A new study found plant protein promotes high satiety.
In recent years, animal advocacy groups have been pushing for less animal and more plant based consumption. Manufacturers have made progress in the texture of plant based products that look, taste, and feel like their animal based predecessors. You can buy fake chicken nuggets, hot dogs, sausages, hamburger patties, and just about anything you might want. This study still leaves many questions to be answered like can they be as filling as their animal based brethren?
One study looked at this very issue. The study was published in October of 2016 in Food Nutrition Research. It took 43 healthy, normal-weight, young men completed this randomized, double-blind, placebo-controlled, three-way, cross-over meal test. The three-meals used in the study were high protein based on veal and pork meal, high protein based on legumes or low-protein based on legumes. Subjective appetite sensations were recorded at baseline and every half hour using visual analog scales. The results of the study were surprising. The high protein legume based diet induced lower composite appetite score, hunger, prospective food consumption, and higher fullness compared to high protein meat and low protein legume counterparts. Further more, the high protein legume group ate 13% and 12% lower calorie count respectively.

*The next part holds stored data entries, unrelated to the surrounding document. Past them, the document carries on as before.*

//! Offline text-to-speech
//!
//! Result text is cleaned, sized to about a minute of speech and rendered to
//! WAV by a local engine. The audio is returned base64-encoded.

mod engine;
mod prepare;

use base64::{engine::general_purpose::STANDARD, Engine as _};
use serde::{Deserialize, Serialize};
use std::sync::Arc;

use crate::config::SpeechConfig;
use crate::error::{Error, Result};

pub use engine::{CommandSpeechEngine, SpeechEngine, VoiceSettings};
pub use prepare::{clean_text, prepare_speech_text, speech_rate, PreparedSpeech};

/// Hint returned to clients when no offline engine is available
pub const BROWSER_FALLBACK_HINT: &str =
    "Offline speech is unavailable; use the browser's speech synthesis instead.";

const PROBE_TEXT: &str = "Testing text to speech connection.";

/// Synthesized audio
#[derive(Debug, Clone, Serialize, Deserialize)]
pub struct SpeechOutput {
    pub audio_base64: String,
    pub mime_type: String,
    pub rate: u32,
    pub word_count: usize,
}

/// Engine self-test result
#[derive(Debug, Clone, Serialize, Deserialize)]
pub struct SpeechProbe {
    pub success: bool,
    pub engine: String,
    pub voices: Vec<String>,
    pub voices_available: usize,
    pub current_rate: u32,
    pub current_volume: f32,
    pub test_file_size: u64,
    /// `working`, `failed`, `not_available` or `error`
    pub engine_status: String,
    pub error: Option<String>,
}

/// Speech synthesizer
pub struct SpeechSynthesizer {
    engine: Arc<dyn SpeechEngine>,
    config: SpeechConfig,
}

impl SpeechSynthesizer {
    pub fn new(engine: Arc<dyn SpeechEngine>, config: SpeechConfig) -> Self {
        Self { engine, config }
    }

    /// Synthesizer using the configured engine executable
    pub fn from_config(config: &SpeechConfig) -> Self {
        Self::new(
            Arc::new(CommandSpeechEngine::new(config.command.clone())),
            config.clone(),
        )
    }

    fn settings(&self, rate: u32) -> VoiceSettings {
        VoiceSettings {
            rate,
            volume: self.config.volume,
            voice: self.config.voice.clone(),
        }
    }

    /// Run the engine into a temporary WAV file and return its bytes.
    /// The file is removed when this returns.
    async fn render(&self, text: &str, settings: &VoiceSettings) -> Result<Vec<u8>> {
        let file = tempfile::Builder::new()
            .prefix("clausewise-")
            .suffix(".wav")
            .tempfile()?;

        self.engine.synthesize(text, settings, file.path()).await?;
        Ok(tokio::fs::read(file.path()).await?)
    }

    /// Convert text to speech.
    ///
    /// Returns `Ok(None)` for missing or unspeakable input.
    pub async fn synthesize(&self, text: Option<&str>) -> Result<Option<SpeechOutput>> {
        let Some(prepared) = text.and_then(|t| prepare_speech_text(t, &self.config)) else {
            tracing::debug!("no text available for audio conversion");
            return Ok(None);
        };

        tracing::info!(
            engine = self.engine.name(),
            words = prepared.word_count,
            rate = prepared.rate,
            "synthesizing speech"
        );

        let audio = self.render(&prepared.text, &self.settings(prepared.rate)).await?;
        if audio.is_empty() {
            return Err(Error::speech("engine produced an empty audio file"));
        }

        Ok(Some(SpeechOutput {
            audio_base64: STANDARD.encode(&audio),
            mime_type: "audio/wav".to_string(),
            rate: prepared.rate,
            word_count: prepared.word_count,
        }))
    }

    /// Check that the engine can list voices and render a short phrase
    pub async fn probe(&self) -> SpeechProbe {
        let mut probe = SpeechProbe {
            success: false,
            engine: self.engine.name().to_string(),
            voices: Vec::new(),
            voices_available: 0,
            current_rate: self.config.max_rate,
            current_volume: self.config.volume,
            test_file_size: 0,
            engine_status: "error".to_string(),
            error: None,
        };

        match self.engine.voices().await {
            Ok(voices) => {
                probe.voices_available = voices.len();
                probe.voices = voices;
            }
            Err(Error::SpeechUnavailable(msg)) => {
                probe.engine_status = "not_available".to_string();
                probe.error = Some(msg);
                return probe;
            }
            Err(e) => tracing::warn!(engine = %probe.engine, "could not list voices: {}", e),
        }

        match self.render(PROBE_TEXT, &self.settings(self.config.max_rate)).await {
            Ok(audio) => {
                probe.test_file_size = audio.len() as u64;
                probe.success = !audio.is_empty();
                probe.engine_status = if probe.success { "working" } else { "failed" }.to_string();
            }
            Err(Error::SpeechUnavailable(msg)) => {
                probe.engine_status = "not_available".to_string();
                probe.error = Some(msg);
            }
            Err(e) => {
                probe.error = Some(e.to_string());
            }
        }

        probe
    }
}
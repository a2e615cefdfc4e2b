//! Document analysis orchestration

mod analyzer;

pub use analyzer::DocumentAnalyzer;
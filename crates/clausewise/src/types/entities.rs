//! Entity bag: categorized, deduplicated, capped entity strings

use serde::{Deserialize, Serialize};
use std::collections::BTreeMap;

/// Maximum entities kept per category
pub const MAX_ENTITIES_PER_CATEGORY: usize = 10;

/// Entity categories
#[derive(Debug, Clone, Copy, Serialize, Deserialize, PartialEq, Eq, PartialOrd, Ord, Hash)]
#[serde(rename_all = "snake_case")]
pub enum EntityCategory {
    Dates,
    Monetary,
    Organizations,
    Persons,
    Locations,
    LegalTerms,
    ContactInfo,
    Obligations,
}

impl EntityCategory {
    pub const ALL: [EntityCategory; 8] = [
        Self::Dates,
        Self::Monetary,
        Self::Organizations,
        Self::Persons,
        Self::Locations,
        Self::LegalTerms,
        Self::ContactInfo,
        Self::Obligations,
    ];
}

/// Mapping from category to extracted strings.
///
/// Every category is always present. Values are unique within a category and
/// a category never holds more than [`MAX_ENTITIES_PER_CATEGORY`] values; the
/// first ones seen are kept.
#[derive(Debug, Clone, PartialEq, Eq, Serialize, Deserialize)]
#[serde(transparent)]
pub struct EntityBag {
    entries: BTreeMap<EntityCategory, Vec<String>>,
}

impl EntityBag {
    /// Create a bag with every category empty
    pub fn new() -> Self {
        Self {
            entries: EntityCategory::ALL
                .iter()
                .map(|c| (*c, Vec::new()))
                .collect(),
        }
    }

    /// Add a value. Returns false when it was a duplicate or the category is full.
    pub fn insert(&mut self, category: EntityCategory, value: impl Into<String>) -> bool {
        let value = value.into();
        let values = self.entries.entry(category).or_default();
        if values.len() >= MAX_ENTITIES_PER_CATEGORY || values.contains(&value) {
            return false;
        }
        values.push(value);
        true
    }

    /// Add several values
    pub fn extend<I, S>(&mut self, category: EntityCategory, values: I)
    where
        I: IntoIterator<Item = S>,
        S: Into<String>,
    {
        for value in values {
            self.insert(category, value);
        }
    }

    /// Values for a category
    pub fn get(&self, category: EntityCategory) -> &[String] {
        self.entries
            .get(&category)
            .map(Vec::as_slice)
            .unwrap_or(&[])
    }

    /// Iterate categories and their values
    pub fn iter(&self) -> impl Iterator<Item = (EntityCategory, &[String])> {
        self.entries.iter().map(|(c, v)| (*c, v.as_slice()))
    }

    /// Total number of entities across categories
    pub fn total(&self) -> usize {
        self.entries.values().map(Vec::len).sum()
    }

    pub fn is_empty(&self) -> bool {
        self.total() == 0
    }
}

impl Default for EntityBag {
    fn default() -> Self {
        Self::new()
    }
}

#[cfg(test)]
mod tests {
    use super::*;

    #[test]
    fn test_insert_dedups_and_caps() {
        let mut bag = EntityBag::new();
        assert!(bag.insert(EntityCategory::Dates, "12/31/2024"));
        assert!(!bag.insert(EntityCategory::Dates, "12/31/2024"));

        for i in 0..25 {
            bag.insert(EntityCategory::Monetary, format!("${}", i));
        }
        assert_eq!(bag.get(EntityCategory::Monetary).len(), MAX_ENTITIES_PER_CATEGORY);
        assert_eq!(bag.get(EntityCategory::Monetary)[0], "$0");
        assert_eq!(bag.get(EntityCategory::Dates).len(), 1);
    }

    #[test]
    fn test_serializes_every_category() {
        let bag = EntityBag::new();
        let json = serde_json::to_value(&bag).unwrap();
        let obj = json.as_object().unwrap();
        assert_eq!(obj.len(), 8);
        assert!(obj.contains_key("legal_terms"));
        assert!(obj.contains_key("contact_info"));
    }
}
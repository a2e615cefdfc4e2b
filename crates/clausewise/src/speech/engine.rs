//! Offline speech engines

use async_trait::async_trait;
use std::path::Path;
use std::process::Stdio;
use tokio::io::AsyncWriteExt;
use tokio::process::Command;

use crate::error::{Error, Result};

/// Voice parameters for one synthesis run
#[derive(Debug, Clone, PartialEq)]
pub struct VoiceSettings {
    /// Words per minute
    pub rate: u32,
    /// 0.0 - 1.0
    pub volume: f32,
    /// Engine voice name; engine default when unset
    pub voice: Option<String>,
}

/// Trait for offline text-to-speech engines
#[async_trait]
pub trait SpeechEngine: Send + Sync {
    /// Speak `text` into a WAV file at `output`
    async fn synthesize(&self, text: &str, settings: &VoiceSettings, output: &Path) -> Result<()>;

    /// Voices the engine offers
    async fn voices(&self) -> Result<Vec<String>>;

    /// Engine name for logging
    fn name(&self) -> &str;
}

/// Speech engine driven through an espeak-ng compatible executable
pub struct CommandSpeechEngine {
    command: String,
}

impl CommandSpeechEngine {
    pub fn new(command: impl Into<String>) -> Self {
        Self {
            command: command.into(),
        }
    }

    fn not_installed(&self) -> Error {
        Error::SpeechUnavailable(format!(
            "speech engine '{}' not found (install espeak-ng or set speech.command)",
            self.command
        ))
    }
}

#[async_trait]
impl SpeechEngine for CommandSpeechEngine {
    async fn synthesize(&self, text: &str, settings: &VoiceSettings, output: &Path) -> Result<()> {
        // espeak amplitude runs 0-200 with 100 as normal volume
        let amplitude = (settings.volume.clamp(0.0, 2.0) * 100.0).round() as u32;

        let mut command = Command::new(&self.command);
        command
            .arg("-w")
            .arg(output)
            .args(["-s", &settings.rate.to_string()])
            .args(["-a", &amplitude.to_string()]);
        if let Some(voice) = settings.voice.as_deref() {
            command.args(["-v", voice]);
        }
        command
            .arg("--stdin")
            .stdin(Stdio::piped())
            .stdout(Stdio::null())
            .stderr(Stdio::piped());

        let mut child = match command.spawn() {
            Ok(child) => child,
            Err(e) if e.kind() == std::io::ErrorKind::NotFound => return Err(self.not_installed()),
            Err(e) => return Err(Error::Io(e)),
        };

        if let Some(mut stdin) = child.stdin.take() {
            stdin.write_all(text.as_bytes()).await?;
        }

        let output = child.wait_with_output().await?;
        if output.status.success() {
            Ok(())
        } else {
            let stderr = String::from_utf8_lossy(&output.stderr);
            Err(Error::speech(format!("{} failed: {}", self.command, stderr.trim())))
        }
    }

    async fn voices(&self) -> Result<Vec<String>> {
        let output = match Command::new(&self.command).arg("--voices").output().await {
            Ok(output) => output,
            Err(e) if e.kind() == std::io::ErrorKind::NotFound => return Err(self.not_installed()),
            Err(e) => return Err(Error::Io(e)),
        };

        if !output.status.success() {
            return Err(Error::speech(format!("{} --voices failed", self.command)));
        }

        // Pty Language Age/Gender VoiceName File Other Languages
        Ok(String::from_utf8_lossy(&output.stdout)
            .lines()
            .skip(1)
            .filter_map(|line| line.split_whitespace().nth(3))
            .map(str::to_string)
            .collect())
    }

    fn name(&self) -> &str {
        &self.command
    }
}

Problems with the study, the N is small so a small error can make a huge difference. More research is needed. I would like to see a study that looks at equal levels of fiber consumption. The high protein legume based diet has 25 grams of protein when compared to the constipating 6 grams in the meat based diet.

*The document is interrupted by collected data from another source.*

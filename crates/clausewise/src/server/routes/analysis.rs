//! Document analysis endpoints

use axum::{
    extract::{Path, State},
    Json,
};
use std::time::Instant;
use uuid::Uuid;

use crate::error::Result;
use crate::server::state::AppState;
use crate::types::{
    query::SummaryRequest,
    response::{
        ClassificationResponse, EntitiesResponse, HeuristicTextResponse, SummaryResponse,
    },
    AnalysisOutcome,
};

fn text_response(id: Uuid, outcome: AnalysisOutcome) -> Json<HeuristicTextResponse> {
    Json(HeuristicTextResponse {
        document_id: id,
        text: outcome.text,
        source: outcome.source,
    })
}

/// POST /api/documents/:id/summary - Summary, remote model first
pub async fn summarize(
    State(state): State<AppState>,
    Path(id): Path<Uuid>,
    request: Option<Json<SummaryRequest>>,
) -> Result<Json<SummaryResponse>> {
    let start = Instant::now();
    let doc = state.require_document(&id)?;
    let max_words = request.and_then(|Json(r)| r.max_words);

    let outcome = state.analyzer().summarize(&doc.content, max_words).await;

    Ok(Json(SummaryResponse {
        document_id: id,
        summary: outcome.text,
        source: outcome.source,
        processing_time_ms: start.elapsed().as_millis() as u64,
    }))
}

/// GET /api/documents/:id/detailed-summary
pub async fn detailed_summary(
    State(state): State<AppState>,
    Path(id): Path<Uuid>,
) -> Result<Json<HeuristicTextResponse>> {
    let doc = state.require_document(&id)?;
    Ok(text_response(id, state.analyzer().detailed_summary(&doc.content)))
}

/// GET /api/documents/:id/classification
pub async fn classification(
    State(state): State<AppState>,
    Path(id): Path<Uuid>,
) -> Result<Json<ClassificationResponse>> {
    let doc = state.require_document(&id)?;
    let classification = doc.classification;

    Ok(Json(ClassificationResponse {
        document_id: id,
        label: classification.label,
        keywords_matched: classification.keywords_matched,
        description: classification.to_string(),
    }))
}

/// GET /api/documents/:id/entities
pub async fn entities(
    State(state): State<AppState>,
    Path(id): Path<Uuid>,
) -> Result<Json<EntitiesResponse>> {
    let doc = state.require_document(&id)?;
    let entities = state.analyzer().extract_entities(&doc.content);

    Ok(Json(EntitiesResponse {
        document_id: id,
        total: entities.total(),
        entities,
    }))
}

/// GET /api/documents/:id/simplified
pub async fn simplified(
    State(state): State<AppState>,
    Path(id): Path<Uuid>,
) -> Result<Json<HeuristicTextResponse>> {
    let doc = state.require_document(&id)?;
    Ok(text_response(id, state.analyzer().simplify(&doc.content)))
}

/// GET /api/documents/:id/key-clauses
pub async fn key_clauses(
    State(state): State<AppState>,
    Path(id): Path<Uuid>,
) -> Result<Json<HeuristicTextResponse>> {
    let doc = state.require_document(&id)?;
    Ok(text_response(id, state.analyzer().key_clauses(&doc.content)))
}

/// GET /api/documents/:id/highlighted - HTML with highlighted entities
pub async fn highlighted(
    State(state): State<AppState>,
    Path(id): Path<Uuid>,
) -> Result<Json<HeuristicTextResponse>> {
    let doc = state.require_document(&id)?;
    Ok(text_response(id, state.analyzer().highlight(&doc.content)))
}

The bottom line: Legume based high protein diets are an option and appear to promote satiety. Vegetable-based meals reduce appetite sensations comparable to animal-based meals with similar energy and protein content even though the meat based product performed slightly better in palatability. Based on my medical knowledge and research, I suspect that the meat based diet would be a clear winner if it were added to a Medetereaned diet with a high fiber content. Either way, more research is needed.